Alnylam Poised for Fourth Drug Approval with Strong Phase III hATTR Results
Alnylam CEO John Maraganore pictured above. Photo by Keith Bedford/The Boston Globe via Getty Images.
Boston-based Alnylam Pharmaceuticals is closing in on the potential approval of its fourth therapeutic following positive topline results from the Phase III study of vutrisiran in patients with hereditary transthyretin (TTR)-mediated amyloidosis (hATTR) amyloidosis with polyneuropathy.

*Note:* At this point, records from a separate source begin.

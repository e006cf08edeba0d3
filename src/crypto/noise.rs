//! Noise IKpsk2 symmetric state
//!
//! Pattern: Noise_IKpsk2_25519_ChaChaPoly_BLAKE2s. This module holds the
//! hash/chaining-key accumulator shared by both handshake roles; the message
//! flow lives in `protocol::handshake`.

use zeroize::Zeroize;

use super::{aead, blake2s};
use crate::error::CryptoError;

/// Noise construction string
pub const CONSTRUCTION: &[u8] = b"Noise_IKpsk2_25519_ChaChaPoly_BLAKE2s";

/// WireGuard identifier string
pub const IDENTIFIER: &[u8] = b"WireGuard v1 zx2c4 Jason@zx2c4.com";

/// Label for mac1 key derivation
pub const LABEL_MAC1: &[u8] = b"mac1----";

/// Label for cookie key derivation
pub const LABEL_COOKIE: &[u8] = b"cookie--";

/// Hash and chaining key length
pub const HASH_LEN: usize = 32;

/// Hash/chaining-key accumulator for an in-progress handshake
///
/// Both roles seed it with the responder's static public key, which is what
/// makes the two transcripts converge.
#[derive(Clone)]
pub struct SymmetricState {
    pub chaining_key: [u8; HASH_LEN],
    pub hash: [u8; HASH_LEN],
}

impl Drop for SymmetricState {
    fn drop(&mut self) {
        self.chaining_key.zeroize();
        self.hash.zeroize();
    }
}

impl SymmetricState {
    /// ck = HASH(CONSTRUCTION); h = HASH(HASH(ck || IDENTIFIER) || S_resp)
    pub fn new(responder_static: &[u8; 32]) -> Self {
        let chaining_key = blake2s::hash(CONSTRUCTION);
        let h = blake2s::hash_two(&chaining_key, IDENTIFIER);
        Self {
            chaining_key,
            hash: blake2s::hash_two(&h, responder_static),
        }
    }

    /// MixHash: h = HASH(h || data)
    pub fn mix_hash(&mut self, data: &[u8]) {
        self.hash = blake2s::hash_two(&self.hash, data);
    }

    /// Absorb an ephemeral public key: MixHash plus ck = KDF1(ck, e)
    pub fn mix_ephemeral(&mut self, ephemeral_public: &[u8; 32]) {
        self.mix_hash(ephemeral_public);
        self.chaining_key = blake2s::kdf1(&self.chaining_key, ephemeral_public);
    }

    /// MixKey: (ck, k) = KDF2(ck, ikm); returns k
    pub fn mix_key(&mut self, input: &[u8]) -> [u8; 32] {
        let (ck, key) = blake2s::kdf2(&self.chaining_key, input);
        self.chaining_key = ck;
        key
    }

    /// MixKeyAndHash: (ck, t, k) = KDF3(ck, psk); mixes t into the hash,
    /// returns k. Used once per handshake for the pre-shared key.
    pub fn mix_key_and_hash(&mut self, psk: &[u8; 32]) -> [u8; 32] {
        let (ck, tau, key) = blake2s::kdf3(&self.chaining_key, psk);
        self.chaining_key = ck;
        self.mix_hash(&tau);
        key
    }

    /// c = AEAD(k, 0, plaintext, h); h = HASH(h || c)
    pub fn encrypt_and_hash(
        &mut self,
        key: &[u8; 32],
        plaintext: &[u8],
    ) -> Result<Vec<u8>, CryptoError> {
        let ciphertext = aead::seal(key, 0, plaintext, &self.hash)?;
        self.mix_hash(&ciphertext);
        Ok(ciphertext)
    }

    /// p = AEAD-open(k, 0, ciphertext, h); h = HASH(h || ciphertext)
    pub fn decrypt_and_hash(
        &mut self,
        key: &[u8; 32],
        ciphertext: &[u8],
    ) -> Result<Vec<u8>, CryptoError> {
        let plaintext = aead::open(key, 0, ciphertext, &self.hash)?;
        self.mix_hash(ciphertext);
        Ok(plaintext)
    }

    /// Final transport keys: (send, recv) = KDF2(ck, "")
    ///
    /// The initiator sends under the first output; the responder's keys are
    /// the mirror image.
    pub fn derive_transport_keys(&self, initiator: bool) -> ([u8; 32], [u8; 32]) {
        let (t1, t2) = blake2s::kdf2(&self.chaining_key, &[]);
        if initiator {
            (t1, t2)
        } else {
            (t2, t1)
        }
    }
}

/// mac1 key for messages addressed to `receiver_static`:
/// HASH(LABEL_MAC1 || S_receiver)
pub fn mac1_key(receiver_static: &[u8; 32]) -> [u8; 32] {
    blake2s::hash_two(LABEL_MAC1, receiver_static)
}

/// Cookie encryption key for cookies issued by `issuer_static`:
/// HASH(LABEL_COOKIE || S_issuer)
pub fn cookie_key(issuer_static: &[u8; 32]) -> [u8; 32] {
    blake2s::hash_two(LABEL_COOKIE, issuer_static)
}

#[cfg(test)]
mod tests {
    use super::*;

    #[test]
    fn test_both_roles_share_initial_state() {
        let responder_static = [42u8; 32];
        let a = SymmetricState::new(&responder_static);
        let b = SymmetricState::new(&responder_static);

        assert_eq!(a.chaining_key, b.chaining_key);
        assert_eq!(a.hash, b.hash);
    }

    #[test]
    fn test_encrypt_decrypt_keeps_transcripts_aligned() {
        let mut sender = SymmetricState::new(&[0u8; 32]);
        let mut receiver = sender.clone();
        let key = [9u8; 32];

        let c = sender.encrypt_and_hash(&key, b"static key").unwrap();
        let p = receiver.decrypt_and_hash(&key, &c).unwrap();

        assert_eq!(p, b"static key");
        assert_eq!(sender.hash, receiver.hash);
    }

    #[test]
    fn test_transport_keys_mirror() {
        let state = SymmetricState::new(&[1u8; 32]);
        let (i_send, i_recv) = state.derive_transport_keys(true);
        let (r_send, r_recv) = state.derive_transport_keys(false);

        assert_eq!(i_send, r_recv);
        assert_eq!(i_recv, r_send);
    }

    #[test]
    fn test_mac1_and_cookie_keys_differ() {
        let s = [7u8; 32];
        assert_ne!(mac1_key(&s), cookie_key(&s));
    }
}
//! Error types for the wirecore protocol engine

use thiserror::Error;

/// Main error type for wirecore
#[derive(Error, Debug)]
pub enum WirecoreError {
    /// Configuration errors (rejected at load time)
    #[error("Config error: {0}")]
    Config(#[from] ConfigError),

    /// Cryptographic errors
    #[error("Crypto error: {0}")]
    Crypto(#[from] CryptoError),

    /// Protocol errors
    #[error("Protocol error: {0}")]
    Protocol(#[from] ProtocolError),

    /// Transport errors
    #[error("Transport error: {0}")]
    Transport(#[from] TransportError),

    /// System I/O errors
    #[error("System error: {0}")]
    System(#[from] std::io::Error),
}

/// Configuration validation errors
#[derive(Error, Debug)]
pub enum ConfigError {
    #[error("Invalid base64 key: {field}")]
    InvalidKey { field: String },

    #[error("Invalid key length: expected 32 bytes, got {got}")]
    InvalidKeyLength { got: usize },

    #[error("Missing required field: {field}")]
    MissingField { field: String },

    #[error("Duplicate peer public key: {key}")]
    DuplicatePeer { key: String },

    #[error("Peer {key} has no allowed IPs")]
    NoAllowedIps { key: String },

    #[error("Invalid MTU {mtu}: must be between 576 and 65435")]
    InvalidMtu { mtu: u16 },

    #[error("Invalid keepalive interval: {seconds}s")]
    InvalidKeepalive { seconds: u16 },
}

/// Cryptographic operation errors
#[derive(Error, Debug)]
pub enum CryptoError {
    #[error("Encryption failed")]
    Encryption,

    #[error("Decryption failed: invalid ciphertext or authentication tag")]
    Decryption,

    #[error("Invalid public key")]
    InvalidPublicKey,
}

/// Protocol-level errors
#[derive(Error, Debug)]
pub enum ProtocolError {
    #[error("Handshake timeout after {seconds}s")]
    HandshakeTimeout { seconds: u64 },

    #[error("Peer unreachable: {attempts} handshake attempts failed")]
    PeerUnreachable { attempts: u32 },

    #[error("Invalid message type: {msg_type}")]
    InvalidMessageType { msg_type: u8 },

    #[error("Invalid message length: expected {expected}, got {got}")]
    InvalidMessageLength { expected: usize, got: usize },

    #[error("MAC verification failed")]
    MacVerificationFailed,

    #[error("Stale handshake timestamp")]
    StaleTimestamp,

    #[error("Replay detected: counter {counter} already seen")]
    ReplayDetected { counter: u64 },

    #[error("Counter {counter} outside replay window")]
    CounterOutOfWindow { counter: u64 },

    #[error("Session expired")]
    SessionExpired,

    #[error("No active session")]
    NoSession,

    #[error("Unknown receiver index: {index}")]
    UnknownReceiverIndex { index: u32 },

    #[error("Unknown peer")]
    UnknownPeer,

    #[error("Cookie required")]
    CookieRequired,
}

/// Datagram / virtual interface errors
#[derive(Error, Debug)]
pub enum TransportError {
    #[error("Send failed: {reason}")]
    SendFailed { reason: String },

    #[error("Receive failed: {reason}")]
    ReceiveFailed { reason: String },

    #[error("Socket bind failed on {addr}: {reason}")]
    BindFailed { addr: String, reason: String },

    #[error("No known endpoint for peer")]
    NoEndpoint,

    #[error("Transport closed")]
    Closed,

    #[error("IO error: {0}")]
    Io(#[from] std::io::Error),
}

impl WirecoreError {
    /// Check if this error is recoverable at runtime
    ///
    /// Transient errors (decrypt failures, replays, timeouts) are dropped or
    /// retried. Session-fatal errors allow a fresh handshake. Config errors
    /// are fatal before any session work begins.
    pub fn is_recoverable(&self) -> bool {
        match self {
            // Fatal errors
            Self::Config(_) => false,
            Self::Transport(TransportError::BindFailed { .. }) => false,
            Self::Transport(TransportError::Closed) => false,

            // Transient and session-fatal errors
            Self::Protocol(ProtocolError::HandshakeTimeout { .. }) => true,
            Self::Protocol(ProtocolError::PeerUnreachable { .. }) => true,
            Self::Protocol(ProtocolError::SessionExpired) => true,
            Self::Protocol(ProtocolError::NoSession) => true,
            Self::Protocol(ProtocolError::MacVerificationFailed) => true,
            Self::Protocol(ProtocolError::ReplayDetected { .. }) => true,
            Self::Protocol(ProtocolError::CounterOutOfWindow { .. }) => true,
            Self::Crypto(CryptoError::Decryption) => true,
            Self::Transport(TransportError::SendFailed { .. }) => true,
            Self::Transport(TransportError::ReceiveFailed { .. }) => true,

            // Default to non-recoverable for safety
            _ => false,
        }
    }
}

/// Result type alias for wirecore operations
pub type Result<T> = std::result::Result<T, WirecoreError>;

#[cfg(test)]
mod tests {
    use super::*;

    #[test]
    fn test_transient_errors_recoverable() {
        let err: WirecoreError = ProtocolError::ReplayDetected { counter: 7 }.into();
        assert!(err.is_recoverable());

        let err: WirecoreError = CryptoError::Decryption.into();
        assert!(err.is_recoverable());

        let err: WirecoreError = ProtocolError::SessionExpired.into();
        assert!(err.is_recoverable());
    }

    #[test]
    fn test_config_errors_fatal() {
        let err: WirecoreError = ConfigError::InvalidKeyLength { got: 16 }.into();
        assert!(!err.is_recoverable());
    }
}
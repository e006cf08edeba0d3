//! Cryptographic primitives for the WireGuard protocol
//!
//! Pure, stateless building blocks: Curve25519 key agreement, BLAKE2s
//! hashing/MAC/KDF and ChaCha20-Poly1305 AEAD, plus the Noise IKpsk2
//! symmetric state built on top of them.

pub mod aead;
pub mod blake2s;
pub mod noise;
pub mod x25519;
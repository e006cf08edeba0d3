//! Session generations and key lifecycle
//!
//! A peer holds at most two session generations: the current one and the
//! previous one, kept briefly so in-flight packets sealed under the old keys
//! still open during a rekey. Timing constants are the published protocol
//! values; interoperability depends on not inventing new ones.

use std::time::{Duration, Instant};

use rand::Rng;

use crate::protocol::handshake::HandshakeOutcome;
use crate::protocol::transport::SessionTransport;

/// Initiate a rekey once the current session is this old
pub const REKEY_AFTER_TIME: Duration = Duration::from_secs(120);

/// Refuse traffic on sessions older than this
pub const REJECT_AFTER_TIME: Duration = Duration::from_secs(180);

/// Retry interval for unanswered handshake initiations
pub const REKEY_TIMEOUT: Duration = Duration::from_secs(5);

/// Passive keepalive: answer receive-only traffic within this time
pub const KEEPALIVE_TIMEOUT: Duration = Duration::from_secs(10);

/// Give up initiating after this long
pub const REKEY_ATTEMPT_TIME: Duration = Duration::from_secs(90);

/// Initiation attempts before a peer is declared unreachable
pub const MAX_HANDSHAKE_ATTEMPTS: u32 =
    (REKEY_ATTEMPT_TIME.as_secs() / REKEY_TIMEOUT.as_secs()) as u32;

/// One established session generation
pub struct Session {
    /// Our receiver index, unique engine-wide
    pub local_index: u32,
    /// Peer's receiver index; goes into outgoing headers
    pub remote_index: u32,
    /// Keys, send counter and replay window
    pub transport: SessionTransport,
    /// True if we initiated the handshake that produced this session
    pub is_initiator: bool,
    created_at: Instant,
    last_sent: Instant,
    last_received: Instant,
}

impl Session {
    pub fn from_outcome(outcome: &HandshakeOutcome) -> Self {
        let now = Instant::now();
        Self {
            local_index: outcome.local_index,
            remote_index: outcome.remote_index,
            transport: SessionTransport::new(outcome.sending_key, outcome.receiving_key),
            is_initiator: outcome.is_initiator,
            created_at: now,
            last_sent: now,
            last_received: now,
        }
    }

    pub fn age(&self) -> Duration {
        self.created_at.elapsed()
    }

    pub fn is_expired(&self) -> bool {
        self.age() >= REJECT_AFTER_TIME
    }

    /// Rekey is due when the session is old enough while traffic is flowing,
    /// or the send counter passed REKEY_AFTER_MESSAGES. Only the initiator
    /// rekeys on time alone; the responder waits for the peer or for its own
    /// outbound traffic to trigger it, as the protocol prescribes.
    pub fn wants_rekey(&self) -> bool {
        let traffic_active = self.last_sent.elapsed() < KEEPALIVE_TIMEOUT
            || self.last_received.elapsed() < KEEPALIVE_TIMEOUT;
        let by_time = self.is_initiator && self.age() >= REKEY_AFTER_TIME && traffic_active;
        by_time || self.transport.needs_rekey_by_counter()
    }

    /// Passive keepalive is owed after receiving without sending
    pub fn wants_passive_keepalive(&self) -> bool {
        self.last_received > self.last_sent && self.last_sent.elapsed() >= KEEPALIVE_TIMEOUT
    }

    /// Persistent keepalive is owed after an idle send path
    pub fn wants_persistent_keepalive(&self, interval: Duration) -> bool {
        self.last_sent.elapsed() >= interval
    }

    pub fn mark_sent(&mut self) {
        self.last_sent = Instant::now();
    }

    pub fn mark_received(&mut self) {
        self.last_received = Instant::now();
    }

    pub fn last_received_elapsed(&self) -> Duration {
        self.last_received.elapsed()
    }

    /// Shift the session's clocks backwards so the time-based rules can be
    /// exercised without waiting them out
    #[cfg(test)]
    pub(crate) fn age_artificially(&mut self, created: Duration, idle: Duration) {
        let now = Instant::now();
        self.created_at = now - created;
        self.last_sent = now - idle;
        self.last_received = now - idle;
    }
}

/// The at-most-two session generations of one peer
#[derive(Default)]
pub struct SessionSet {
    current: Option<Session>,
    previous: Option<Session>,
}

impl SessionSet {
    pub fn new() -> Self {
        Self::default()
    }

    /// The current session, if present and unexpired
    pub fn current(&mut self) -> Option<&mut Session> {
        match &self.current {
            Some(s) if !s.is_expired() => self.current.as_mut(),
            _ => None,
        }
    }

    pub fn has_current(&self) -> bool {
        matches!(&self.current, Some(s) if !s.is_expired())
    }

    /// Install a fresh generation; the old current becomes previous and the
    /// third generation (if any) is discarded, keys zeroized on drop.
    /// Returns the discarded generation's local index so the caller can
    /// release it.
    pub fn install(&mut self, session: Session) -> Option<u32> {
        let displaced = self.previous.take().map(|s| s.local_index);
        self.previous = self.current.take();
        self.current = Some(session);
        displaced
    }

    /// Find an unexpired generation by our receiver index
    pub fn find_by_index(&mut self, index: u32) -> Option<&mut Session> {
        // Split borrows keep this awkward; check current first
        if matches!(&self.current, Some(s) if s.local_index == index && !s.is_expired()) {
            return self.current.as_mut();
        }
        if matches!(&self.previous, Some(s) if s.local_index == index && !s.is_expired()) {
            return self.previous.as_mut();
        }
        None
    }

    /// Drop expired generations; returns the freed local indices
    pub fn expire(&mut self) -> Vec<u32> {
        let mut freed = Vec::new();
        if matches!(&self.previous, Some(s) if s.is_expired()) {
            if let Some(s) = self.previous.take() {
                freed.push(s.local_index);
            }
        }
        if matches!(&self.current, Some(s) if s.is_expired()) {
            if let Some(s) = self.current.take() {
                freed.push(s.local_index);
            }
        }
        freed
    }

    /// Tear down everything; returns the freed local indices
    pub fn clear(&mut self) -> Vec<u32> {
        let mut freed = Vec::new();
        if let Some(s) = self.previous.take() {
            freed.push(s.local_index);
        }
        if let Some(s) = self.current.take() {
            freed.push(s.local_index);
        }
        freed
    }

    pub fn local_indices(&self) -> impl Iterator<Item = u32> + '_ {
        self.current
            .iter()
            .chain(self.previous.iter())
            .map(|s| s.local_index)
    }
}

/// Random session index; engine-wide uniqueness is enforced by the registry
pub fn random_index() -> u32 {
    rand::thread_rng().gen()
}

#[cfg(test)]
mod tests {
    use super::*;

    fn outcome(local: u32, remote: u32, initiator: bool) -> HandshakeOutcome {
        HandshakeOutcome {
            local_index: local,
            remote_index: remote,
            sending_key: [1u8; 32],
            receiving_key: [2u8; 32],
            is_initiator: initiator,
        }
    }

    #[test]
    fn test_fresh_session_needs_nothing() {
        let s = Session::from_outcome(&outcome(1, 2, true));
        assert!(!s.is_expired());
        assert!(!s.wants_rekey());
        assert!(!s.wants_passive_keepalive());
    }

    #[test]
    fn test_install_keeps_two_generations() {
        let mut set = SessionSet::new();
        set.install(Session::from_outcome(&outcome(10, 20, true)));
        set.install(Session::from_outcome(&outcome(11, 21, true)));

        assert_eq!(set.current().unwrap().local_index, 11);
        assert!(set.find_by_index(10).is_some());
        assert!(set.find_by_index(11).is_some());

        // Third generation pushes out the first
        set.install(Session::from_outcome(&outcome(12, 22, true)));
        assert!(set.find_by_index(10).is_none());
        assert!(set.find_by_index(11).is_some());
        assert!(set.find_by_index(12).is_some());
    }

    #[test]
    fn test_clear_returns_indices() {
        let mut set = SessionSet::new();
        set.install(Session::from_outcome(&outcome(10, 20, true)));
        set.install(Session::from_outcome(&outcome(11, 21, true)));

        let mut freed = set.clear();
        freed.sort_unstable();
        assert_eq!(freed, vec![10, 11]);
        assert!(!set.has_current());
    }

    #[test]
    fn test_initiator_rekeys_after_time_with_active_traffic() {
        let mut s = Session::from_outcome(&outcome(1, 2, true));
        s.age_artificially(REKEY_AFTER_TIME, Duration::from_secs(1));
        assert!(s.wants_rekey());
    }

    #[test]
    fn test_old_but_idle_session_does_not_rekey() {
        let mut s = Session::from_outcome(&outcome(1, 2, true));
        s.age_artificially(REKEY_AFTER_TIME, KEEPALIVE_TIMEOUT);
        assert!(!s.wants_rekey());
    }

    #[test]
    fn test_responder_does_not_rekey_on_time() {
        // The responder waits for the initiator even with active traffic
        let mut s = Session::from_outcome(&outcome(1, 2, false));
        s.age_artificially(REKEY_AFTER_TIME, Duration::from_secs(1));
        assert!(!s.wants_rekey());
    }

    #[test]
    fn test_session_expires_after_reject_time() {
        let mut s = Session::from_outcome(&outcome(1, 2, true));
        s.age_artificially(REJECT_AFTER_TIME, Duration::from_secs(1));
        assert!(s.is_expired());
    }

    #[test]
    fn test_max_attempts_from_published_constants() {
        assert_eq!(MAX_HANDSHAKE_ATTEMPTS, 18);
    }
}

This morning, Alnylam announced vutrisiran met primary and all secondary endpoints, demonstrating statistically significant improvements in progression of neuropathy, quality of life (QOL), and gait speed, relative to placebo after nine months. The primary endpoint of the Phase III HELIOS-A study was the change from baseline in the modified Neuropathy Impairment Score (mNIS+7) at nine months as compared to historical placebo data from the APOLLO Phase III study of patisiran.
Additionally, a majority of patients in the Phase III HELIOS-A study showed reversal of disease manifestations with improvements in neuropathy impairment and QOL, relative to baseline.
Based on the findings from the HELIOS-A study, Alnylam intends to submit a New Drug Application for vutrisiran this year in the United States and follow that up with regulatory filings in other countries. Alnylam will seek approval in the European Union after an 18 month analysis, which is expected later this year.
Akshay Vaishnaw, head of R&D at Alnylam, said vutrisiran has the potential to be a highly attractive therapeutic option for patients living with hATTR, a progressive, life-threatening, multi-system disease.
TTR-mediated amyloidosis (hATTR) is an inherited, progressively debilitating, and often fatal disease caused by mutations in the TTR gene. Those mutations cause abnormal amyloid proteins to accumulate and damage body organs and tissue, such as the peripheral nerves and heart, resulting in intractable peripheral sensory-motor neuropathy, autonomic neuropathy, and/or cardiomyopathy, as well as other disease manifestations.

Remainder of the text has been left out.